Japan's House of Representatives Speaker Yohei Kono indirectly urged Prime Minister Junichiro Koizumi on Tuesday to stop visiting the war-related Yasukuni Shrine in Tokyo, lawmakers of Japan's governing Liberal Democratic Party said.
In a meeting with Koizumi on Japan's deteriorating bilateral ties with China, Kono, a former foreign minister and LDP president, was quoted as telling Koizumi the premier ''should decide (whether to visit the shrine) with utmost caution.''
Koizumi reportedly responded that he believes he has obtained understanding from Chinese President Hu Jintao and South Korean President Roh Moo Hyun over his visits to the shrine after offering them explanations.

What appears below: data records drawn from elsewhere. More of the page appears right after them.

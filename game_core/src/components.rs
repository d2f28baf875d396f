use std::fmt;

use glam::Vec2;
use rand::Rng;

use crate::{Config, GameRng};

/// Which half of the court a paddle (or player) belongs to
#[derive(Debug, Clone, Copy, PartialEq, Eq, Hash)]
pub enum Side {
    Left,
    Right,
}

impl Side {
    /// Horizontal direction of a ball returned by this side's paddle
    pub fn return_direction(self) -> f32 {
        match self {
            Side::Left => 1.0,
            Side::Right => -1.0,
        }
    }
}

impl fmt::Display for Side {
    fn fmt(&self, f: &mut fmt::Formatter<'_>) -> fmt::Result {
        match self {
            Side::Left => write!(f, "Left Player"),
            Side::Right => write!(f, "Right Player"),
        }
    }
}

/// Paddle component - represents a player's paddle
#[derive(Debug, Clone, Copy)]
pub struct Paddle {
    pub side: Side,
    pub y: f32, // Top edge, clamped to court
}

impl Paddle {
    pub fn new(side: Side, y: f32) -> Self {
        Self { side, y }
    }
}

/// Movement intent for paddle
#[derive(Debug, Clone, Copy, Default, PartialEq, Eq)]
pub struct PaddleIntent {
    pub dir: i8, // -1 = up, 0 = stop, 1 = down
}

impl PaddleIntent {
    pub fn new() -> Self {
        Self::default()
    }

    /// Any out-of-range direction collapses to its sign
    pub fn from_dir(dir: i8) -> Self {
        Self { dir: dir.signum() }
    }

    /// Both keys held cancel out
    pub fn from_keys(up: bool, down: bool) -> Self {
        Self {
            dir: i8::from(down) - i8::from(up),
        }
    }
}

/// Ball component - the pong ball
#[derive(Debug, Clone, Copy)]
pub struct Ball {
    pub pos: Vec2,
    pub vel: Vec2,
    pub speed: f32, // Magnitude of vel, reset on every serve
}

impl Ball {
    pub fn new(pos: Vec2, vel: Vec2) -> Self {
        Self {
            pos,
            vel,
            speed: vel.length(),
        }
    }

    /// Re-center the ball and give it a fresh serve velocity.
    ///
    /// Without `randomize_direction` the serve always heads right, which is
    /// what the opening serve of a game uses. The launch angle is random
    /// either way.
    pub fn reset(&mut self, config: &Config, randomize_direction: bool, rng: &mut GameRng) {
        self.pos = config.court_center();

        let direction = if randomize_direction && rng.0.gen_bool(0.5) {
            -1.0
        } else {
            1.0
        };
        let angle = rng.0.gen_range(-config.serve_angle..=config.serve_angle);

        self.launch(config.ball_speed_initial, angle, direction);
    }

    /// Set speed and heading. `direction` is the sign of the horizontal velocity.
    pub fn launch(&mut self, speed: f32, angle: f32, direction: f32) {
        self.speed = speed;
        self.vel = Vec2::new(direction * speed * angle.cos(), speed * angle.sin());
    }
}
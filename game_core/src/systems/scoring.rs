use crate::{Ball, Config, Events, GameRng, Score, Side};
use hecs::World;

/// Check if ball left the court. Awards the point, re-serves the ball with a
/// random direction and returns the side that scored.
pub fn check_scoring(
    world: &mut World,
    config: &Config,
    score: &mut Score,
    events: &mut Events,
    rng: &mut GameRng,
) -> Option<Side> {
    let mut scorer = None;

    for (_entity, ball) in world.query_mut::<&mut Ball>() {
        let side = if ball.pos.x + config.ball_radius < 0.0 {
            Side::Right
        } else if ball.pos.x - config.ball_radius > config.court_width {
            Side::Left
        } else {
            continue;
        };

        score.award(side);
        events.record_point(side);
        ball.reset(config, true, rng);
        scorer = Some(side);
    }

    scorer
}
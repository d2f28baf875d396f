use std::collections::VecDeque;

use crate::Side;

/// Time resource for tracking simulation time
#[derive(Debug, Clone, Copy, Default)]
pub struct Time {
    pub dt: f32,  // Delta time for this step
    pub now: f32, // Total simulated time
}

impl Time {
    pub fn new(dt: f32, now: f32) -> Self {
        Self { dt, now }
    }
}

/// Game score tracking
#[derive(Debug, Clone, Copy, Default, PartialEq, Eq)]
pub struct Score {
    pub left: u8,  // Left player score
    pub right: u8, // Right player score
}

impl Score {
    pub fn new() -> Self {
        Self::default()
    }

    pub fn increment_left(&mut self) {
        self.left = self.left.saturating_add(1);
    }

    pub fn increment_right(&mut self) {
        self.right = self.right.saturating_add(1);
    }

    pub fn award(&mut self, side: Side) {
        match side {
            Side::Left => self.increment_left(),
            Side::Right => self.increment_right(),
        }
    }

    pub fn reset(&mut self) {
        *self = Self::default();
    }

    /// Left is checked first; only one side can gain a point per step so
    /// both reaching the threshold at once never happens in play.
    pub fn has_winner(&self, win_score: u8) -> Option<Side> {
        if self.left >= win_score {
            Some(Side::Left)
        } else if self.right >= win_score {
            Some(Side::Right)
        } else {
            None
        }
    }
}

/// Random number generator
pub struct GameRng(pub rand::rngs::StdRng);

impl GameRng {
    pub fn new(seed: u64) -> Self {
        use rand::SeedableRng;
        Self(rand::rngs::StdRng::seed_from_u64(seed))
    }
}

impl Default for GameRng {
    fn default() -> Self {
        Self::new(12345)
    }
}

/// Events that occurred during the last frame
#[derive(Debug, Clone, Default, PartialEq, Eq)]
pub struct Events {
    pub left_scored: bool,
    pub right_scored: bool,
    pub ball_hit_paddle: bool,
    pub ball_hit_wall: bool,
    pub rally_started: bool,
}

impl Events {
    pub fn new() -> Self {
        Self::default()
    }

    pub fn clear(&mut self) {
        self.left_scored = false;
        self.right_scored = false;
        self.ball_hit_paddle = false;
        self.ball_hit_wall = false;
        self.rally_started = false;
    }

    pub fn record_point(&mut self, side: Side) {
        match side {
            Side::Left => self.left_scored = true,
            Side::Right => self.right_scored = true,
        }
    }
}

/// Messages for the UI layer, drained by the host after each frame
#[derive(Debug, Clone, PartialEq, Eq)]
pub enum Notice {
    StatusChanged(String),
    ScoreChanged { left: u8, right: u8 },
}

/// Outbox of notices raised since the last drain.
///
/// The host is expected to drain it every frame. If it never does, only the
/// newest `Notices::CAPACITY` notices are kept.
#[derive(Debug, Clone, Default)]
pub struct Notices {
    pending: VecDeque<Notice>,
}

impl Notices {
    pub const CAPACITY: usize = 64;

    pub fn new() -> Self {
        Self::default()
    }

    fn push(&mut self, notice: Notice) {
        if self.pending.len() == Self::CAPACITY {
            self.pending.pop_front();
        }
        self.pending.push_back(notice);
    }

    pub fn status(&mut self, message: impl Into<String>) {
        self.push(Notice::StatusChanged(message.into()));
    }

    pub fn score(&mut self, score: &Score) {
        self.push(Notice::ScoreChanged {
            left: score.left,
            right: score.right,
        });
    }

    /// Most recent status text still waiting to be drained
    pub fn latest_status(&self) -> Option<&str> {
        self.pending.iter().rev().find_map(|notice| match notice {
            Notice::StatusChanged(message) => Some(message.as_str()),
            Notice::ScoreChanged { .. } => None,
        })
    }

    pub fn drain(&mut self) -> Vec<Notice> {
        self.pending.drain(..).collect()
    }
}
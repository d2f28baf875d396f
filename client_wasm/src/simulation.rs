use game_core::{Config, ConfigError, FrameClock, Game, InputState, Notice, WorldSnapshot};

use crate::input::{handle_key_down, handle_key_up};

/// Output of one animation frame
#[derive(Debug, Clone)]
pub struct Frame {
    pub snapshot: WorldSnapshot,
    pub notices: Vec<Notice>,
}

/// A local two-player session: the game plus the host-side input and clock
pub struct LocalGame {
    pub game: Game,
    pub input: InputState,
    pub clock: FrameClock,
}

impl LocalGame {
    /// Court dimensions come from the canvas
    pub fn new(width: f32, height: f32, seed: u64) -> Result<Self, ConfigError> {
        let config = Config::for_court(width, height)?;
        Ok(Self {
            game: Game::new(config, seed),
            input: InputState::new(),
            clock: FrameClock::new(),
        })
    }

    /// Returns true when the game uses the key, so the page can suppress scrolling
    pub fn key_down(&mut self, key: &str, code: &str) -> bool {
        let bound = self.game.bindings().is_bound(key, code);
        if handle_key_down(&mut self.input, self.game.bindings(), key, code) {
            self.game.start();
        }
        bound
    }

    pub fn key_up(&mut self, key: &str) {
        handle_key_up(&mut self.input, key);
    }

    /// Drop all held keys and re-prime the clock, e.g. when the window loses focus
    pub fn release_keys(&mut self) {
        self.input.clear();
        self.clock.reset();
    }

    pub fn start(&mut self) -> bool {
        self.game.start()
    }

    /// Run one animation frame at the host timestamp (ms)
    pub fn frame(&mut self, timestamp_ms: f64) -> Frame {
        let dt = self.clock.tick(timestamp_ms);
        self.game.apply_input(&self.input);
        let snapshot = self.game.advance(dt);
        Frame {
            snapshot,
            notices: self.game.drain_notices(),
        }
    }
}
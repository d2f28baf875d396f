use glam::Vec2;

/// Axis-aligned bounding box
#[derive(Debug, Clone, Copy, PartialEq)]
pub struct Aabb {
    pub min: Vec2,
    pub max: Vec2,
}

impl Aabb {
    pub fn new(min: Vec2, max: Vec2) -> Self {
        Self { min, max }
    }

    pub fn from_top_left(top_left: Vec2, size: Vec2) -> Self {
        Self {
            min: top_left,
            max: top_left + size,
        }
    }

    pub fn from_center_size(center: Vec2, size: Vec2) -> Self {
        let half = size * 0.5;
        Self {
            min: center - half,
            max: center + half,
        }
    }

    /// Bounding square of a circle
    pub fn around_circle(center: Vec2, radius: f32) -> Self {
        Self::from_center_size(center, Vec2::splat(radius * 2.0))
    }

    /// Overlap test, touching edges count as overlapping
    pub fn overlaps(&self, other: &Aabb) -> bool {
        self.min.x <= other.max.x
            && self.max.x >= other.min.x
            && self.min.y <= other.max.y
            && self.max.y >= other.min.y
    }
}
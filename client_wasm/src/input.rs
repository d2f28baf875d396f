//! Keyboard input handling

use game_core::{InputState, KeyBindings};

/// Handle key down event; returns true when the key issues the start command
pub fn handle_key_down(
    input: &mut InputState,
    bindings: &KeyBindings,
    key: &str,
    code: &str,
) -> bool {
    input.press(key);
    bindings.is_start(key, code)
}

/// Handle key up event
pub fn handle_key_up(input: &mut InputState, key: &str) {
    input.release(key);
}
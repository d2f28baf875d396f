use crate::{Config, Phase, PhaseAction, Score, Side};

/// Stop the game once a side reaches the winning score. Returns the winner
/// on the step that ends the game.
pub fn check_win(phase: &mut Phase, score: &Score, config: &Config) -> Option<Side> {
    if !phase.is_running() {
        return None;
    }

    let winner = score.has_winner(config.win_score)?;
    phase
        .transition(PhaseAction::GameWon(winner))
        .success
        .then_some(winner)
}
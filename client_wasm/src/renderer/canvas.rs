use std::f64::consts::TAU;

use wasm_bindgen::{JsCast, JsValue};
use web_sys::{CanvasRenderingContext2d, HtmlCanvasElement};

use super::Shape;

pub struct CanvasRenderer {
    ctx: CanvasRenderingContext2d,
}

impl CanvasRenderer {
    pub fn new(canvas: &HtmlCanvasElement) -> Result<Self, JsValue> {
        let ctx: CanvasRenderingContext2d = canvas
            .get_context("2d")?
            .ok_or_else(|| JsValue::from_str("2d context unavailable"))?
            .dyn_into()?;
        Ok(Self { ctx })
    }

    pub fn draw(&self, shapes: &[Shape]) -> Result<(), JsValue> {
        for shape in shapes {
            match *shape {
                Shape::Clear { width, height } => self.ctx.clear_rect(0.0, 0.0, width, height),
                Shape::DashedLine {
                    from,
                    to,
                    dash,
                    color,
                } => {
                    let pattern = js_sys::Array::of2(&dash[0].into(), &dash[1].into());
                    self.ctx.set_stroke_style_str(color);
                    self.ctx.set_line_dash(&pattern)?;
                    self.ctx.begin_path();
                    self.ctx.move_to(from.0, from.1);
                    self.ctx.line_to(to.0, to.1);
                    self.ctx.stroke();
                    self.ctx.set_line_dash(&js_sys::Array::new())?;
                }
                Shape::Rect {
                    x,
                    y,
                    width,
                    height,
                    color,
                } => {
                    self.ctx.set_fill_style_str(color);
                    self.ctx.fill_rect(x, y, width, height);
                }
                Shape::Circle {
                    x,
                    y,
                    radius,
                    color,
                } => {
                    self.ctx.set_fill_style_str(color);
                    self.ctx.begin_path();
                    self.ctx.arc(x, y, radius, 0.0, TAU)?;
                    self.ctx.fill();
                }
            }
        }
        Ok(())
    }
}
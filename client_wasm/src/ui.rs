//! Score and status text outside the canvas

use game_core::Notice;

/// Text currently shown in the page
#[derive(Debug, Clone, PartialEq, Eq)]
pub struct Hud {
    pub score_left: String,
    pub score_right: String,
    pub status: String,
}

impl Default for Hud {
    fn default() -> Self {
        Self {
            score_left: "0".to_owned(),
            score_right: "0".to_owned(),
            status: String::new(),
        }
    }
}

impl Hud {
    pub fn new() -> Self {
        Self::default()
    }

    /// Apply a notice; returns true if any text changed
    pub fn apply(&mut self, notice: &Notice) -> bool {
        let before = self.clone();
        match notice {
            Notice::StatusChanged(message) => self.status.clone_from(message),
            Notice::ScoreChanged { left, right } => {
                self.score_left = left.to_string();
                self.score_right = right.to_string();
            }
        }
        *self != before
    }
}

#[cfg(target_arch = "wasm32")]
pub use dom::DomHud;

#[cfg(target_arch = "wasm32")]
mod dom {
    use game_core::Notice;
    use wasm_bindgen::JsValue;
    use web_sys::{Document, Element};

    use super::Hud;

    pub const SCORE_LEFT_ID: &str = "score-left";
    pub const SCORE_RIGHT_ID: &str = "score-right";
    pub const STATUS_ID: &str = "status";

    /// The page elements the HUD writes into
    pub struct DomHud {
        score_left: Element,
        score_right: Element,
        status: Element,
        hud: Hud,
    }

    fn element(document: &Document, id: &str) -> Result<Element, JsValue> {
        document
            .get_element_by_id(id)
            .ok_or_else(|| JsValue::from_str(&format!("missing #{id} element")))
    }

    impl DomHud {
        pub fn from_document(document: &Document) -> Result<Self, JsValue> {
            Ok(Self {
                score_left: element(document, SCORE_LEFT_ID)?,
                score_right: element(document, SCORE_RIGHT_ID)?,
                status: element(document, STATUS_ID)?,
                hud: Hud::new(),
            })
        }

        pub fn show(&mut self, notices: &[Notice]) {
            let mut changed = false;
            for notice in notices {
                changed |= self.hud.apply(notice);
            }
            if changed {
                self.score_left.set_text_content(Some(self.hud.score_left.as_str()));
                self.score_right.set_text_content(Some(self.hud.score_right.as_str()));
                self.status.set_text_content(Some(self.hud.status.as_str()));
            }
        }
    }
}
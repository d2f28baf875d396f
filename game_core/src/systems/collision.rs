use crate::{Aabb, Ball, Config, Events, Paddle, Side};
use hecs::World;

/// Deflection angle for a ball meeting a paddle whose top edge is at `paddle_y`.
///
/// Zero for a dead-center hit, growing linearly to ±`max_bounce_angle` at the
/// paddle's ends. Hits beyond the ends (the ball overhanging a corner) are
/// clamped to the maximum.
pub fn bounce_angle(ball_y: f32, paddle_y: f32, config: &Config) -> f32 {
    let half_height = config.paddle_height / 2.0;
    let relative = ((ball_y - (paddle_y + half_height)) / half_height).clamp(-1.0, 1.0);
    relative * config.max_bounce_angle
}

/// Check ball collisions with walls and paddles
pub fn check_collisions(world: &mut World, config: &Config, events: &mut Events) {
    let mut paddles: Vec<(Side, f32)> = world
        .query::<&Paddle>()
        .iter()
        .map(|(_e, paddle)| (paddle.side, paddle.y))
        .collect();
    paddles.sort_by_key(|(side, _)| *side == Side::Right);

    for (_entity, ball) in world.query_mut::<&mut Ball>() {
        bounce_off_walls(ball, config, events);

        for &(side, paddle_y) in &paddles {
            bounce_off_paddle(ball, side, paddle_y, config, events);
        }
    }
}

fn bounce_off_walls(ball: &mut Ball, config: &Config, events: &mut Events) {
    let radius = config.ball_radius;

    if ball.pos.y - radius <= 0.0 {
        ball.pos.y = radius;
        ball.vel.y = ball.vel.y.abs();
        events.ball_hit_wall = true;
    }

    if ball.pos.y + radius >= config.court_height {
        ball.pos.y = config.court_height - radius;
        ball.vel.y = -ball.vel.y.abs();
        events.ball_hit_wall = true;
    }
}

fn bounce_off_paddle(
    ball: &mut Ball,
    side: Side,
    paddle_y: f32,
    config: &Config,
    events: &mut Events,
) {
    // Only a ball travelling toward the paddle can hit it, so a ball still
    // inside the box after a bounce is not bounced again.
    let approaching = match side {
        Side::Left => ball.vel.x < 0.0,
        Side::Right => ball.vel.x > 0.0,
    };
    if !approaching {
        return;
    }

    let paddle = config.paddle_rect(side, paddle_y);
    if !Aabb::around_circle(ball.pos, config.ball_radius).overlaps(&paddle) {
        return;
    }

    // Push ball out in front of the paddle face
    ball.pos.x = match side {
        Side::Left => paddle.max.x + config.ball_radius,
        Side::Right => paddle.min.x - config.ball_radius,
    };

    let angle = bounce_angle(ball.pos.y, paddle_y, config);
    let speed = (ball.speed + config.ball_speed_increment).min(config.ball_speed_max);
    ball.launch(speed, angle, side.return_direction());

    log::trace!(
        "{side:?} paddle hit: angle {:.3} rad, speed {:.1}",
        angle,
        speed
    );
    events.ball_hit_paddle = true;
}
mod buffer;
mod colormap;
mod onehot;
mod rgb;

pub use buffer::SorrelBuffer;

pub use colormap::ClassEntry;
pub use colormap::ColorMap;

pub use onehot::OneHotMask;

pub use rgb::SorrelImage;
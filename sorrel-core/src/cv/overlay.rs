// Copyright (c) 2026, the sorrel developers
// Licensed under the BSD 3-Clause License

use crate::error::SorrelError;
use crate::im::SorrelImage;

/// Blend a decoded mask over an image for visualization
///
/// Computes the saturating weighted sum `image + alpha * mask` per
/// subpixel, clamped to the u8 range. The image keeps its full weight so
/// scene structure stays visible under the label colors.
///
/// # Arguments
///
/// * `image` - The photograph the mask belongs to
/// * `mask` - A decoded RGB mask of the same shape
/// * `alpha` - Mask weight between 0 and 1
///
/// # Examples
///
/// ```
/// use sorrel_core::cv::blend;
/// use sorrel_core::im::SorrelImage;
///
/// let image = SorrelImage::new(1, 1, 3, vec![100, 100, 100]).unwrap();
/// let mask = SorrelImage::new(1, 1, 3, vec![128, 64, 128]).unwrap();
///
/// let blended = blend(&image, &mask, 0.5).unwrap();
/// assert_eq!(blended.as_raw(), &[164, 132, 164]);
/// ```
pub fn blend(
    image: &SorrelImage,
    mask: &SorrelImage,
    alpha: f32,
) -> Result<SorrelImage, SorrelError> {
    if !(0.0..=1.0).contains(&alpha) {
        return Err(SorrelError::OtherError(
            "Overlay alpha must be between 0 and 1".to_string(),
        ));
    }

    if image.shape() != mask.shape() {
        return Err(SorrelError::ShapeError(format!(
            "Image shape {:?} does not match mask shape {:?}",
            image.shape(),
            mask.shape()
        )));
    }

    let blended = image
        .iter()
        .zip(mask.iter())
        .map(|(i, m)| (*i as f32 + alpha * *m as f32).round().clamp(0.0, 255.0) as u8)
        .collect();

    SorrelImage::new(image.width(), image.height(), 3, blended)
}
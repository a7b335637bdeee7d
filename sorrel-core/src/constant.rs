// Copyright (c) 2026, the sorrel developers
// Licensed under the BSD 3-Clause License

// All currently supported mask and image formats
pub const SUPPORTED_IMAGE_FORMATS: [&str; 18] = [
    "avif", "bmp", "dds", "hdr", "ico", "jpeg", "jpg", "exr", "png", "pbm", "pgm", "ppm", "qoi",
    "tga", "tif", "tiff", "webp", "npy",
];

// The currently supported common image formats
pub const IMAGE_DYNAMIC_FORMATS: [&str; 17] = [
    "avif", "bmp", "dds", "hdr", "ico", "jpeg", "jpg", "exr", "png", "pbm", "pgm", "ppm", "qoi",
    "tga", "tif", "tiff", "webp",
];

// The currently supported class definition table formats
pub const SUPPORTED_TABLE_FORMATS: [&str; 4] = ["csv", "tsv", "txt", "json"];

// Required columns for tabular class definition tables
pub const CLASS_TABLE_COLUMNS: [&str; 4] = ["name", "r", "g", "b"];

// Default weight applied to the mask layer when blending visualizations
pub const DEFAULT_OVERLAY_ALPHA: f32 = 0.7;

// Default (width, height) that paired datasets are resized to
pub const DEFAULT_TARGET_SIZE: (u32, u32) = (512, 512);

// The 32-class CamVid label schema. Row order defines class indices.
pub const CAMVID_CLASSES: [(&str, [u8; 3]); 32] = [
    ("Animal", [64, 128, 64]),
    ("Archway", [192, 0, 128]),
    ("Bicyclist", [0, 128, 192]),
    ("Bridge", [0, 128, 64]),
    ("Building", [128, 0, 0]),
    ("Car", [64, 0, 128]),
    ("CartLuggagePram", [64, 0, 192]),
    ("Child", [192, 128, 64]),
    ("Column_Pole", [192, 192, 128]),
    ("Fence", [64, 64, 128]),
    ("LaneMkgsDriv", [128, 0, 192]),
    ("LaneMkgsNonDriv", [192, 0, 64]),
    ("Misc_Text", [128, 128, 64]),
    ("MotorcycleScooter", [192, 0, 192]),
    ("OtherMoving", [128, 64, 64]),
    ("ParkingBlock", [64, 192, 128]),
    ("Pedestrian", [64, 64, 0]),
    ("Road", [128, 64, 128]),
    ("RoadShoulder", [128, 128, 192]),
    ("Sidewalk", [0, 0, 192]),
    ("SignSymbol", [192, 128, 128]),
    ("Sky", [128, 128, 128]),
    ("SUVPickupTruck", [64, 128, 192]),
    ("TrafficCone", [0, 0, 64]),
    ("TrafficLight", [0, 64, 64]),
    ("Train", [192, 64, 128]),
    ("Tree", [128, 128, 0]),
    ("Truck_Bus", [192, 128, 192]),
    ("Tunnel", [64, 0, 64]),
    ("VegetationMisc", [192, 192, 0]),
    ("Void", [0, 0, 0]),
    ("Wall", [64, 192, 0]),
];
// Copyright (c) 2026, the sorrel developers
// Licensed under the MIT License

use std::path::PathBuf;

use assert_cmd::Command;
use predicates::prelude::*;

const MASK_PIXELS: [u8; 12] = [0, 0, 0, 128, 64, 128, 128, 64, 128, 0, 0, 0];

fn workspace(name: &str) -> PathBuf {
    let root = std::env::temp_dir().join(format!("sorrel_{}", name));

    if root.exists() {
        std::fs::remove_dir_all(&root).unwrap();
    }

    std::fs::create_dir_all(&root).unwrap();
    root
}

fn write_class_table(root: &PathBuf) -> PathBuf {
    let table = root.join("classes.csv");
    std::fs::write(&table, "name,r,g,b\nVoid,0,0,0\nRoad,128,64,128\n").unwrap();
    table
}

fn write_mask(root: &PathBuf, name: &str) -> PathBuf {
    let masks = root.join("masks");
    std::fs::create_dir_all(&masks).unwrap();

    let path = masks.join(name);
    image::RgbImage::from_raw(2, 2, MASK_PIXELS.to_vec())
        .unwrap()
        .save(&path)
        .unwrap();

    path
}

#[test]
fn test_help_lists_subcommands() {
    Command::cargo_bin("sorrel")
        .unwrap()
        .arg("--help")
        .assert()
        .success()
        .stdout(predicate::str::contains("encode"))
        .stdout(predicate::str::contains("decode"))
        .stdout(predicate::str::contains("overlay"))
        .stdout(predicate::str::contains("stats"));
}

#[test]
fn test_encode_decode_round_trip() {
    let root = workspace("round_trip");
    let table = write_class_table(&root);
    write_mask(&root, "0001_L.png");

    let encoded = root.join("encoded");
    let decoded = root.join("decoded");

    Command::cargo_bin("sorrel")
        .unwrap()
        .args([
            "encode",
            "-m",
            root.join("masks").to_str().unwrap(),
            "-c",
            table.to_str().unwrap(),
            "-o",
            encoded.to_str().unwrap(),
        ])
        .assert()
        .success();

    assert!(encoded.join("0001_L.npy").exists());

    Command::cargo_bin("sorrel")
        .unwrap()
        .args([
            "decode",
            "-i",
            encoded.to_str().unwrap(),
            "-c",
            table.to_str().unwrap(),
            "-o",
            decoded.to_str().unwrap(),
        ])
        .assert()
        .success();

    let round_trip = image::open(decoded.join("0001_L.png")).unwrap().to_rgb8();
    assert_eq!(round_trip.into_raw(), MASK_PIXELS.to_vec());

    std::fs::remove_dir_all(&root).unwrap();
}

#[test]
fn test_overlay_writes_blended_image() {
    let root = workspace("overlay");
    let table = write_class_table(&root);
    write_mask(&root, "0001_L.png");

    let images = root.join("images");
    std::fs::create_dir_all(&images).unwrap();
    image::RgbImage::from_raw(2, 2, vec![100u8; 12])
        .unwrap()
        .save(images.join("0001.png"))
        .unwrap();

    let output = root.join("overlays");

    Command::cargo_bin("sorrel")
        .unwrap()
        .args([
            "overlay",
            "-i",
            images.to_str().unwrap(),
            "-m",
            root.join("masks").to_str().unwrap(),
            "-c",
            table.to_str().unwrap(),
            "-a",
            "0.5",
            "-o",
            output.to_str().unwrap(),
        ])
        .assert()
        .success();

    let blended = image::open(output.join("0001_overlay.png"))
        .unwrap()
        .to_rgb8();

    // Pixel (0, 1) blends (100, 100, 100) with half of (128, 64, 128)
    assert_eq!(blended.get_pixel(1, 0).0, [164, 132, 164]);

    std::fs::remove_dir_all(&root).unwrap();
}

#[test]
fn test_stats_writes_class_table() {
    let root = workspace("stats");
    let table = write_class_table(&root);
    write_mask(&root, "0001_L.png");

    let output = root.join("counts.csv");

    Command::cargo_bin("sorrel")
        .unwrap()
        .args([
            "stats",
            "-m",
            root.join("masks").to_str().unwrap(),
            "-c",
            table.to_str().unwrap(),
            "-o",
            output.to_str().unwrap(),
        ])
        .assert()
        .success();

    let written = std::fs::read_to_string(&output).unwrap();

    assert!(written.contains("Void"));
    assert!(written.contains("Road"));
    assert!(written.contains("Unlabelled"));

    std::fs::remove_dir_all(&root).unwrap();
}

#[test]
fn test_encode_does_not_clobber_existing_output() {
    let root = workspace("no_clobber");
    let table = write_class_table(&root);
    write_mask(&root, "0001_L.png");

    let encoded = root.join("encoded");

    for _ in 0..2 {
        Command::cargo_bin("sorrel")
            .unwrap()
            .args([
                "encode",
                "-m",
                root.join("masks").to_str().unwrap(),
                "-c",
                table.to_str().unwrap(),
                "-o",
                encoded.to_str().unwrap(),
            ])
            .assert()
            .success();
    }

    // The second run lands in an incremented directory, leaving the first intact
    assert!(encoded.join("0001_L.npy").exists());
    assert!(root.join("encoded_0").join("0001_L.npy").exists());

    std::fs::remove_dir_all(&root).unwrap();
}

#[test]
fn test_encode_missing_directory_fails() {
    Command::cargo_bin("sorrel")
        .unwrap()
        .args(["encode", "-m", "NO_SUCH_DIRECTORY", "-o", "NO_SUCH_OUTPUT"])
        .assert()
        .failure();
}

#[test]
fn test_stats_invalid_extension_fails() {
    let root = workspace("stats_invalid");
    write_mask(&root, "0001_L.png");

    Command::cargo_bin("sorrel")
        .unwrap()
        .args([
            "stats",
            "-m",
            root.join("masks").to_str().unwrap(),
            "-o",
            root.join("counts.xyz").to_str().unwrap(),
        ])
        .assert()
        .failure();

    std::fs::remove_dir_all(&root).unwrap();
}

Kono met with Koizumi to discuss Japan-China relations, which have deteriorated due in part to the premier's visits to the Shinto shrine, and to convey a message he shares with former prime ministers, including Yoshiro Mori, from earlier this month on the Yasukuni issue.
Mori also took part in the meeting between Koizumi and Kono.
It is unusual for a legislative leader to make a request to a prime minister on a diplomatic issue.
''I have decided I only say at present that I will make a decision appropriately,'' Koizumi told reporters after the meeting.
Kono separately told reporters, ''I believe the prime minister understood.''
He also said that Koizumi will hopefully attach a high value on the advice from his predecessors.
Last Wednesday, Kono organized a meeting with the former prime ministers, also including Kiichi Miyazawa, Tomiichi Murayama and Ryutaro Hashimoto, to discuss the effects of Koizumi's Yasukuni visits on Japan's relations with China and South Korea.
Koizumi's annual visits to the shrine have sparked a flurry of condemnation from China and South Korea because they see Yasukuni, which honors Class-A war criminals along with Japan's war dead, as symbolic of unrepentant Japanese militarism.
Koizumi has visited the shrine once a year since taking office in April 2001, and indicated May 16 he would visit it again this year. He last visited the shrine on Jan. 1, 2004.